═══ MATERIAL FOR THIS EXERCISE
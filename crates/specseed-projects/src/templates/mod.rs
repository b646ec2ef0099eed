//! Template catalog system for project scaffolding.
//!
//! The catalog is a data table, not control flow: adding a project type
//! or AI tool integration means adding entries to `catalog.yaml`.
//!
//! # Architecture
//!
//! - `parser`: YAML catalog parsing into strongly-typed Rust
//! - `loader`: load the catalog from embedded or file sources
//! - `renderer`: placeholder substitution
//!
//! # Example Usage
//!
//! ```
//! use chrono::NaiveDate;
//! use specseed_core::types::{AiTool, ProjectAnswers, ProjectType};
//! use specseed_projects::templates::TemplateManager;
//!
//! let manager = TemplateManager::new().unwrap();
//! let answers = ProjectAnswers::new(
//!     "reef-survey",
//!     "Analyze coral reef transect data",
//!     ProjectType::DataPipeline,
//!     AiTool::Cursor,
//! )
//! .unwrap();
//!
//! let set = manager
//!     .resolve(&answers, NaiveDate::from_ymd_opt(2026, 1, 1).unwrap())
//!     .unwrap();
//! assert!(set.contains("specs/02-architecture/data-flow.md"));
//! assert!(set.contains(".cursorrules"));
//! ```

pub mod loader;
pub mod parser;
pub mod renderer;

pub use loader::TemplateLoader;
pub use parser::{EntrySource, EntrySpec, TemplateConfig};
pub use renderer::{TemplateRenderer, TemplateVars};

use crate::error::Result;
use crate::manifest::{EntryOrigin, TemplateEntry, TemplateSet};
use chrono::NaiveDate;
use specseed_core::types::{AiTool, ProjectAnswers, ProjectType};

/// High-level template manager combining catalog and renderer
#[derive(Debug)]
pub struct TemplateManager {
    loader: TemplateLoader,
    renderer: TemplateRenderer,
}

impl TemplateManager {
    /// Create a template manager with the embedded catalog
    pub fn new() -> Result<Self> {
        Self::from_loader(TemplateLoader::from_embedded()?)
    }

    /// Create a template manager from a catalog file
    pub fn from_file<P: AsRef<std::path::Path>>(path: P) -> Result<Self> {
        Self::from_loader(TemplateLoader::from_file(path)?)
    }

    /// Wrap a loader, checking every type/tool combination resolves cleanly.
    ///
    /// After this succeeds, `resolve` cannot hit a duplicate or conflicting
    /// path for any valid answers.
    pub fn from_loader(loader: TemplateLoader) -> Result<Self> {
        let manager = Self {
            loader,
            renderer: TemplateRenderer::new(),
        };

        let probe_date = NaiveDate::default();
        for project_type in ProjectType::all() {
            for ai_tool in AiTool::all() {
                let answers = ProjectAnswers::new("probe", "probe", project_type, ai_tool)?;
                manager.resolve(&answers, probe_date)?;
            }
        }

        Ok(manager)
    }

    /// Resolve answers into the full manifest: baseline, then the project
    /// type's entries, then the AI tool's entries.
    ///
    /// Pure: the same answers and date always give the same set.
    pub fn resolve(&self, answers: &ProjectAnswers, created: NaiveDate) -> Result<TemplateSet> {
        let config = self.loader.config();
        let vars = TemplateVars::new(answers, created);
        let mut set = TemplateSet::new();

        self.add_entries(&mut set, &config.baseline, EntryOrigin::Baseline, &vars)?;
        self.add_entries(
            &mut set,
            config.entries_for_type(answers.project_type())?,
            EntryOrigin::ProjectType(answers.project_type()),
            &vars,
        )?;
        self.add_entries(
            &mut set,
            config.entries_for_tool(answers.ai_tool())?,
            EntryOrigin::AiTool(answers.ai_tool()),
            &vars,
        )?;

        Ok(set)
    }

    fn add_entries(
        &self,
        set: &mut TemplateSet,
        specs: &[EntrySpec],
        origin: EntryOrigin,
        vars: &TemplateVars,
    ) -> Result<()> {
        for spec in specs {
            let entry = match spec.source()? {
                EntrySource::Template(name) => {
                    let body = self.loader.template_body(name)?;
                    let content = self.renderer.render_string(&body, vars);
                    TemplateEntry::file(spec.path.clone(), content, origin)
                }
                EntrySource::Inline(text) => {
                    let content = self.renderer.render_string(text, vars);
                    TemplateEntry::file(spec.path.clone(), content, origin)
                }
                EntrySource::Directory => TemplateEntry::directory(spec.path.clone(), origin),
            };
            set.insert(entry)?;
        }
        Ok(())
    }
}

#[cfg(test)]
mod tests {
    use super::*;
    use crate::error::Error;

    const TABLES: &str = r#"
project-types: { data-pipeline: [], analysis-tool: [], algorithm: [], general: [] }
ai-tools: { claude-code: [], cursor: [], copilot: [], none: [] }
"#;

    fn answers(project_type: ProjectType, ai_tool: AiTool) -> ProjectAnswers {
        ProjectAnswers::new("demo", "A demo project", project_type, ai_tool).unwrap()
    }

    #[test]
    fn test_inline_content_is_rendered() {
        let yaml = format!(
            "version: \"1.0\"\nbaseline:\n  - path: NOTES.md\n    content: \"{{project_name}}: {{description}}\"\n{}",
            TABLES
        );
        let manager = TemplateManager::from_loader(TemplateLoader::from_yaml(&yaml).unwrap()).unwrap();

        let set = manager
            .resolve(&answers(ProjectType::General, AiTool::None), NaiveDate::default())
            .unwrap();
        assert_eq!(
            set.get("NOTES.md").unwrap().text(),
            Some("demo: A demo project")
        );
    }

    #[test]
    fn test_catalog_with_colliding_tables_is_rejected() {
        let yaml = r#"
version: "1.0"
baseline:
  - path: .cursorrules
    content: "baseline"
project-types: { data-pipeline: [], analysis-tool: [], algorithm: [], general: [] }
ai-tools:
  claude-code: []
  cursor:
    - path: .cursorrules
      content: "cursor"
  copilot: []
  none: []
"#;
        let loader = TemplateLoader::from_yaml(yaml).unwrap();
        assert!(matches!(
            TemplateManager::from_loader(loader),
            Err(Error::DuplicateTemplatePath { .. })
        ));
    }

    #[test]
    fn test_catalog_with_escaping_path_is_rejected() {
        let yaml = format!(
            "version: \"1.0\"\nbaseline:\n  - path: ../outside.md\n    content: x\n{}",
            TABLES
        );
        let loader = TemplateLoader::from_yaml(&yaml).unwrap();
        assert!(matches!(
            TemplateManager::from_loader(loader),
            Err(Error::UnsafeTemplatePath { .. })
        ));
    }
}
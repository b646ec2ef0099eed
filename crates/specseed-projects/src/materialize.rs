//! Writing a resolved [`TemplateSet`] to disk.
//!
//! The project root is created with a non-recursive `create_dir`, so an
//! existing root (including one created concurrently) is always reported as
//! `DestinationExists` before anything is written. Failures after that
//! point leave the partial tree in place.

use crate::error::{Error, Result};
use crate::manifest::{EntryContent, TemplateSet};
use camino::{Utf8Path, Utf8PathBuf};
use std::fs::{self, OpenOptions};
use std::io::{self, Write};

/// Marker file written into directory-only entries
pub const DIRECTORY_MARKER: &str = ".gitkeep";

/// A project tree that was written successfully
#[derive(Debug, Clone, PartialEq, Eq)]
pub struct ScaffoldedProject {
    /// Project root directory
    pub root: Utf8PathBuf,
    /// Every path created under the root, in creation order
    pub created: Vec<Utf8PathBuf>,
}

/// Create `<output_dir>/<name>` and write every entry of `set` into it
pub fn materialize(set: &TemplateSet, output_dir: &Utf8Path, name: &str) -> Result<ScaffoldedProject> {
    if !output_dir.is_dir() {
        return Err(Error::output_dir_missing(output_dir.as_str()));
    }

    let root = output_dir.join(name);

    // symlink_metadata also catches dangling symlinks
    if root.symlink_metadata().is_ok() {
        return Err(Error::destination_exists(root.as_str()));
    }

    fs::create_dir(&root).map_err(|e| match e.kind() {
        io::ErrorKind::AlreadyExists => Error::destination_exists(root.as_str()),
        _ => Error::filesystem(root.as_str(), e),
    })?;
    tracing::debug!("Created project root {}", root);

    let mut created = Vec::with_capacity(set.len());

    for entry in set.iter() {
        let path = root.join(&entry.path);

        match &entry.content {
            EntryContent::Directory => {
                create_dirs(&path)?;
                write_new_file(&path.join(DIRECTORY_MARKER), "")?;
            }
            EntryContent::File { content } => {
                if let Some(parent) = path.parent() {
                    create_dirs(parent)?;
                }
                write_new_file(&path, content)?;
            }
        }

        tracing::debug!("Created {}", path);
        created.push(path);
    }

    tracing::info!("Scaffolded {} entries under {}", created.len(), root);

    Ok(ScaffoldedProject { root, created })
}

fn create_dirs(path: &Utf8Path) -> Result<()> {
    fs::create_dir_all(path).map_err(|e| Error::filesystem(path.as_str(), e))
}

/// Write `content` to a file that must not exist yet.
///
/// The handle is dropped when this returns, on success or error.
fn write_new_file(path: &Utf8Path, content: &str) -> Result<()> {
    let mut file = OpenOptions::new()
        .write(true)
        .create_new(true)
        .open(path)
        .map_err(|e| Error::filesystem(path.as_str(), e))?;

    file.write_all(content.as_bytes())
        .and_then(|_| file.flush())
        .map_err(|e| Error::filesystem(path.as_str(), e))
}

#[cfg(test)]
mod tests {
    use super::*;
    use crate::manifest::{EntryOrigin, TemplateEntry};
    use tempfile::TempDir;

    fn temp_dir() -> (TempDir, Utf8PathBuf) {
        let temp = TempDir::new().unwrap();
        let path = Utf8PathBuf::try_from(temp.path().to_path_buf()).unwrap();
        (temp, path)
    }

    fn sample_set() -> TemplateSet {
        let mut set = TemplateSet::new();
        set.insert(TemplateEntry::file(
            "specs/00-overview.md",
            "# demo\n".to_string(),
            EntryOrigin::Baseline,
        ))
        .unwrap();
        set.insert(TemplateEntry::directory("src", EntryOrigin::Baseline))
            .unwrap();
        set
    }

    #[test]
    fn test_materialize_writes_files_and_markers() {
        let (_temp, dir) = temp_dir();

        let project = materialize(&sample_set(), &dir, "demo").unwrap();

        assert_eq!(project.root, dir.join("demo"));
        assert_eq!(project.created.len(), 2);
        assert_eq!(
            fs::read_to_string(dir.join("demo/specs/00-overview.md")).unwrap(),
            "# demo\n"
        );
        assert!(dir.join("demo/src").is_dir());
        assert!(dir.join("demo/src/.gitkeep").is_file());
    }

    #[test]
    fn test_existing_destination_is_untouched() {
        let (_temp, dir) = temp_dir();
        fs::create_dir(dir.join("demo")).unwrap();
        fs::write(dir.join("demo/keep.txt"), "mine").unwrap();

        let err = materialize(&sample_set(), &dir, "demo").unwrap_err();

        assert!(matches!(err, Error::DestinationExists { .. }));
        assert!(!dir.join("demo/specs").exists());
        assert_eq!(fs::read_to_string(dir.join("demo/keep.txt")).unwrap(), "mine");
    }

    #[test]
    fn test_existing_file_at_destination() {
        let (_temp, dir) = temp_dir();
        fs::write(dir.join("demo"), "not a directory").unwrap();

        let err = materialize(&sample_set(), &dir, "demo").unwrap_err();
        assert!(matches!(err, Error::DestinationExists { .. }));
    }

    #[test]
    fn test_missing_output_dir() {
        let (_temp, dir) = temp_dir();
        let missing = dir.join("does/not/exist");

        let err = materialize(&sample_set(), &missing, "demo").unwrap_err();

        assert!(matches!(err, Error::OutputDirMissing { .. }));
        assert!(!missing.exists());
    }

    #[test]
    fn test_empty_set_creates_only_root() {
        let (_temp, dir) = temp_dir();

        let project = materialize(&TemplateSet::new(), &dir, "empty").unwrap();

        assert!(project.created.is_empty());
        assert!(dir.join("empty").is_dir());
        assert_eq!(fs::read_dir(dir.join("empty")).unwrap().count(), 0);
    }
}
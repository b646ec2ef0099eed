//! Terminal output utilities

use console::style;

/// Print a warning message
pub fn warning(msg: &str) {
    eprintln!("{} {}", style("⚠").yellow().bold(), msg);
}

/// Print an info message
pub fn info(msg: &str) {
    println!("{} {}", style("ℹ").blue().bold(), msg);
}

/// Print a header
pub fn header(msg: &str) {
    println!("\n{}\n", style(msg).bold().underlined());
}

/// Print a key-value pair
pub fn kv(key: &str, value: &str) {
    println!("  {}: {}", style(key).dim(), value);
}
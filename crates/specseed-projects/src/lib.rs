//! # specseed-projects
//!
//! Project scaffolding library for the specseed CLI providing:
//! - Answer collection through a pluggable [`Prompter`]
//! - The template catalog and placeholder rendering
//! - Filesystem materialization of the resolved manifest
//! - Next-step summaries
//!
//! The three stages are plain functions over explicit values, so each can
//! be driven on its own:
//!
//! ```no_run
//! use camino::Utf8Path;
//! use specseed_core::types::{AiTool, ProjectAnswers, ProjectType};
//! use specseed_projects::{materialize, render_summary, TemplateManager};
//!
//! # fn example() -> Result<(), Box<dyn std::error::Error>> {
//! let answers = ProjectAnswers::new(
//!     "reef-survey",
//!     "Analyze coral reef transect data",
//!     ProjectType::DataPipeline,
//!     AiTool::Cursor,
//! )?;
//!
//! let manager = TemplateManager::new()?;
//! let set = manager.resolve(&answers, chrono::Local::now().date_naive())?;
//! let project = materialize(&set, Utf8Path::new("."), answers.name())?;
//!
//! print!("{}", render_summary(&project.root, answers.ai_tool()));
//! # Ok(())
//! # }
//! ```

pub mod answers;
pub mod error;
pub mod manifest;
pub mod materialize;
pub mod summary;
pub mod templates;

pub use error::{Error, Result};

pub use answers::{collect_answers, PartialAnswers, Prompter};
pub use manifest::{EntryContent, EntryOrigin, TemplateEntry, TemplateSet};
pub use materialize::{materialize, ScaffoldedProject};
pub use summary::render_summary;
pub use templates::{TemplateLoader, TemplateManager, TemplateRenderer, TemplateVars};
══════
WHAT YOU SHOULD DO –
Whenever "AiTool" occurs in a line above, copy that line.

RESPONSE AREA –
//! use specseed_core::types::{AiTool, ProjectAnswers, ProjectType};
//!     AiTool::Cursor,
use specseed_core::types::{AiTool, ProjectAnswers, ProjectType};
            for ai_tool in AiTool::all() {
            EntryOrigin::AiTool(answers.ai_tool()),
    fn answers(project_type: ProjectType, ai_tool: AiTool) -> ProjectAnswers {
            .resolve(&answers(ProjectType::General, AiTool::None), NaiveDate::default())
//! use specseed_core::types::{AiTool, ProjectAnswers, ProjectType};
//!     AiTool::Cursor,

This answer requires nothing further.